Mr Ahern was speaking after talks with the British Prime Minister at Downing Street this afternoon.

The Taoiseach also described today's report from the Independent Monitoring Commission as positive and said that the IRA had made a clear decision to stop violence.

The two governments had hoped to be in a position to outline their proposals today for restoration of devolved government.

But after an hour with Tony Blair, the Taoiseach left Downing Street saying it was 'still a work in progress'.

Mr Ahern, however, did confirm that the two governments would be publishing their proposals before the marching season this summer.

Sinn Féin and the SDLP want the British government to set a date for the assembly to resume, but the DUP favour a phased approach without deadlines for the re-establishment of the power-sharing executive.

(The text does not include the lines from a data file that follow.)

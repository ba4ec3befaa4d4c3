// ==========================================
// 纺织工厂管理系统 - 财务流水仓储
// ==========================================
// 职责: 管理 transactions 表
// 口径说明（报表引擎依赖,勿改动）:
// - 机台直接支出 = EXPENSE + machine_id 匹配 + source_id IS NULL
//   （排除维修镜像流水,维修费用由 maintenance 表单独计入,避免重复计数）
// - 共同费用 = EXPENSE + machine_id IS NULL + shareholder_id IS NULL
// ==========================================

use crate::db::open_sqlite_connection;
use crate::domain::finance::LedgerEntry;
use crate::domain::month::MonthWindow;
use crate::domain::types::TransactionType;
use crate::repository::error::{RepositoryError, RepositoryResult};
use rusqlite::{params, Connection, Row};
use std::sync::{Arc, Mutex};

pub struct TransactionRepository {
    conn: Arc<Mutex<Connection>>,
}

impl TransactionRepository {
    pub fn new(db_path: &str) -> RepositoryResult<Self> {
        let conn = open_sqlite_connection(db_path)?;
        let repo = Self {
            conn: Arc::new(Mutex::new(conn)),
        };
        repo.ensure_table()?;
        Ok(repo)
    }

    pub fn from_connection(conn: Arc<Mutex<Connection>>) -> RepositoryResult<Self> {
        let repo = Self { conn };
        repo.ensure_table()?;
        Ok(repo)
    }

    fn get_conn(&self) -> RepositoryResult<std::sync::MutexGuard<Connection>> {
        self.conn
            .lock()
            .map_err(|e| RepositoryError::LockError(e.to_string()))
    }

    /// 确保表存在（如果不存在则创建）
    fn ensure_table(&self) -> RepositoryResult<()> {
        let conn = self.get_conn()?;
        conn.execute_batch(
            r#"
            CREATE TABLE IF NOT EXISTS transactions (
              id TEXT PRIMARY KEY,
              transaction_type TEXT NOT NULL
                CHECK (transaction_type IN ('INCOME', 'EXPENSE')),
              category TEXT NOT NULL,
              amount REAL NOT NULL,
              transaction_date TEXT NOT NULL,
              description TEXT,
              machine_id TEXT REFERENCES machines(id) ON DELETE SET NULL,
              client_id TEXT REFERENCES clients(id) ON DELETE SET NULL,
              shareholder_id TEXT REFERENCES shareholders(id) ON DELETE SET NULL,
              source_id TEXT,
              created_at TEXT NOT NULL DEFAULT (datetime('now')),
              is_deleted INTEGER NOT NULL DEFAULT 0,
              deleted_at TEXT,
              deleted_by TEXT
            );

            CREATE INDEX IF NOT EXISTS idx_transactions_date
              ON transactions(transaction_date);
            CREATE INDEX IF NOT EXISTS idx_transactions_machine
              ON transactions(machine_id);
            CREATE INDEX IF NOT EXISTS idx_transactions_source
              ON transactions(source_id);
            "#,
        )?;
        Ok(())
    }

    /// 新增流水（人工录入或镜像生成均走此方法）
    pub fn insert(&self, entry: &LedgerEntry) -> RepositoryResult<()> {
        let conn = self.get_conn()?;
        conn.execute(
            r#"
            INSERT INTO transactions (
              id, transaction_type, category, amount, transaction_date,
              description, machine_id, client_id, shareholder_id, source_id,
              created_at, is_deleted
            ) VALUES (?1, ?2, ?3, ?4, ?5, ?6, ?7, ?8, ?9, ?10, ?11, 0)
            "#,
            params![
                entry.id,
                entry.transaction_type.to_db_str(),
                entry.category,
                entry.amount,
                entry.transaction_date,
                entry.description,
                entry.machine_id,
                entry.client_id,
                entry.shareholder_id,
                entry.source_id,
                entry.created_at,
            ],
        )?;
        Ok(())
    }

    /// 查询指定月份的全部流水（按日期倒序）
    pub fn list_month(&self, window: &MonthWindow) -> RepositoryResult<Vec<LedgerEntry>> {
        let conn = self.get_conn()?;
        let mut stmt = conn.prepare(&format!(
            "{} WHERE t.is_deleted = 0
               AND t.transaction_date >= ?1 AND t.transaction_date < ?2
             ORDER BY t.transaction_date DESC",
            Self::SELECT_BASE
        ))?;
        let entries = stmt
            .query_map(
                params![window.first_day(), window.next_month_first_day()],
                Self::map_row,
            )?
            .collect::<rusqlite::Result<Vec<_>>>()?;
        Ok(entries)
    }

    /// 查询机台当月支出流水（下钻视图,包含镜像流水）
    pub fn list_machine_expenses_month(
        &self,
        machine_id: &str,
        window: &MonthWindow,
    ) -> RepositoryResult<Vec<LedgerEntry>> {
        let conn = self.get_conn()?;
        let mut stmt = conn.prepare(&format!(
            "{} WHERE t.is_deleted = 0
               AND t.transaction_type = 'EXPENSE'
               AND t.machine_id = ?1
               AND t.transaction_date >= ?2 AND t.transaction_date < ?3
             ORDER BY t.transaction_date",
            Self::SELECT_BASE
        ))?;
        let entries = stmt
            .query_map(
                params![machine_id, window.first_day(), window.next_month_first_day()],
                Self::map_row,
            )?
            .collect::<rusqlite::Result<Vec<_>>>()?;
        Ok(entries)
    }

    /// 机台当月直接支出合计（排除镜像流水,见文件头口径说明）
    pub fn sum_direct_expense(
        &self,
        machine_id: &str,
        window: &MonthWindow,
    ) -> RepositoryResult<f64> {
        let conn = self.get_conn()?;
        let total: f64 = conn.query_row(
            r#"
            SELECT COALESCE(SUM(amount), 0)
            FROM transactions
            WHERE transaction_type = 'EXPENSE'
              AND machine_id = ?1
              AND source_id IS NULL
              AND transaction_date >= ?2 AND transaction_date < ?3
              AND is_deleted = 0
            "#,
            params![machine_id, window.first_day(), window.next_month_first_day()],
            |row| row.get(0),
        )?;
        Ok(total)
    }

    /// 当月共同费用合计（未关联机台且未关联股东的支出）
    pub fn sum_shared_overhead(&self, window: &MonthWindow) -> RepositoryResult<f64> {
        let conn = self.get_conn()?;
        let total: f64 = conn.query_row(
            r#"
            SELECT COALESCE(SUM(amount), 0)
            FROM transactions
            WHERE transaction_type = 'EXPENSE'
              AND machine_id IS NULL
              AND shareholder_id IS NULL
              AND transaction_date >= ?1 AND transaction_date < ?2
              AND is_deleted = 0
            "#,
            params![window.first_day(), window.next_month_first_day()],
            |row| row.get(0),
        )?;
        Ok(total)
    }

    /// 当月某一类型流水合计（驾驶舱用）
    pub fn sum_month_by_type(
        &self,
        transaction_type: TransactionType,
        window: &MonthWindow,
    ) -> RepositoryResult<f64> {
        let conn = self.get_conn()?;
        let total: f64 = conn.query_row(
            r#"
            SELECT COALESCE(SUM(amount), 0)
            FROM transactions
            WHERE transaction_type = ?1
              AND transaction_date >= ?2 AND transaction_date < ?3
              AND is_deleted = 0
            "#,
            params![
                transaction_type.to_db_str(),
                window.first_day(),
                window.next_month_first_day()
            ],
            |row| row.get(0),
        )?;
        Ok(total)
    }

    /// 软删除流水
    pub fn soft_delete(&self, id: &str, deleted_by: &str) -> RepositoryResult<()> {
        let conn = self.get_conn()?;
        let rows = conn.execute(
            r#"
            UPDATE transactions
            SET is_deleted = 1, deleted_at = datetime('now'), deleted_by = ?1
            WHERE id = ?2 AND is_deleted = 0
            "#,
            params![deleted_by, id],
        )?;

        if rows == 0 {
            return Err(RepositoryError::NotFound {
                entity: "LedgerEntry".to_string(),
                id: id.to_string(),
            });
        }
        Ok(())
    }

    /// 恢复已软删除的流水
    pub fn restore(&self, id: &str) -> RepositoryResult<()> {
        let conn = self.get_conn()?;
        let rows = conn.execute(
            r#"
            UPDATE transactions
            SET is_deleted = 0, deleted_at = NULL, deleted_by = NULL
            WHERE id = ?1 AND is_deleted = 1
            "#,
            params![id],
        )?;

        if rows == 0 {
            return Err(RepositoryError::NotFound {
                entity: "LedgerEntry".to_string(),
                id: id.to_string(),
            });
        }
        Ok(())
    }

    /// 查询单条流水（含已删除行,调用方自行判断）
    pub fn get(&self, id: &str) -> RepositoryResult<LedgerEntry> {
        let conn = self.get_conn()?;
        conn.query_row(
            &format!("{} WHERE t.id = ?1", Self::SELECT_BASE),
            params![id],
            Self::map_row,
        )
        .map_err(|e| match e {
            rusqlite::Error::QueryReturnedNoRows => RepositoryError::NotFound {
                entity: "LedgerEntry".to_string(),
                id: id.to_string(),
            },
            other => other.into(),
        })
    }

    /// 按来源记录查询镜像流水
    pub fn get_by_source(&self, source_id: &str) -> RepositoryResult<Option<LedgerEntry>> {
        let conn = self.get_conn()?;
        let mut stmt = conn.prepare(&format!(
            "{} WHERE t.source_id = ?1",
            Self::SELECT_BASE
        ))?;
        let mut entries = stmt
            .query_map(params![source_id], Self::map_row)?
            .collect::<rusqlite::Result<Vec<_>>>()?;
        Ok(entries.pop())
    }

    // ===== 内部: 行映射 =====

    const SELECT_BASE: &'static str = r#"
        SELECT t.id, t.transaction_type, t.category, t.amount, t.transaction_date,
               t.description, t.machine_id, t.client_id, t.shareholder_id, t.source_id,
               t.created_at, t.is_deleted, t.deleted_at, t.deleted_by
        FROM transactions t
    "#;

    fn map_row(row: &Row) -> rusqlite::Result<LedgerEntry> {
        let transaction_type: String = row.get(1)?;
        Ok(LedgerEntry {
            id: row.get(0)?,
            transaction_type: TransactionType::from_str(&transaction_type),
            category: row.get(2)?,
            amount: row.get(3)?,
            transaction_date: row.get(4)?,
            description: row.get(5)?,
            machine_id: row.get(6)?,
            client_id: row.get(7)?,
            shareholder_id: row.get(8)?,
            source_id: row.get(9)?,
            created_at: row.get(10)?,
            is_deleted: row.get(11)?,
            deleted_at: row.get(12)?,
            deleted_by: row.get(13)?,
        })
    }
}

This afternoon, Mr Ahern said the preferred option would be to get a fully-fledged power-sharing executive up and running by the end of this year.

Officials are now working out how that is to be achieved.

The Taoiseach and Mr Blair met only hours after the IMC published its report on progress towards demilitarisation and security normalisation.

The IMC said the Provisional IRA had 'taken a strategic decision to follow a political path' and that the organisation did not present a terrorist threat.

Mr Ahern said the report was positive and that the IRA's decision to stop violence was now a reality.

Downing Street sources have suggested this evening that Mr Ahern and Mr Blair could meet again before the end of this month to finalise their proposals.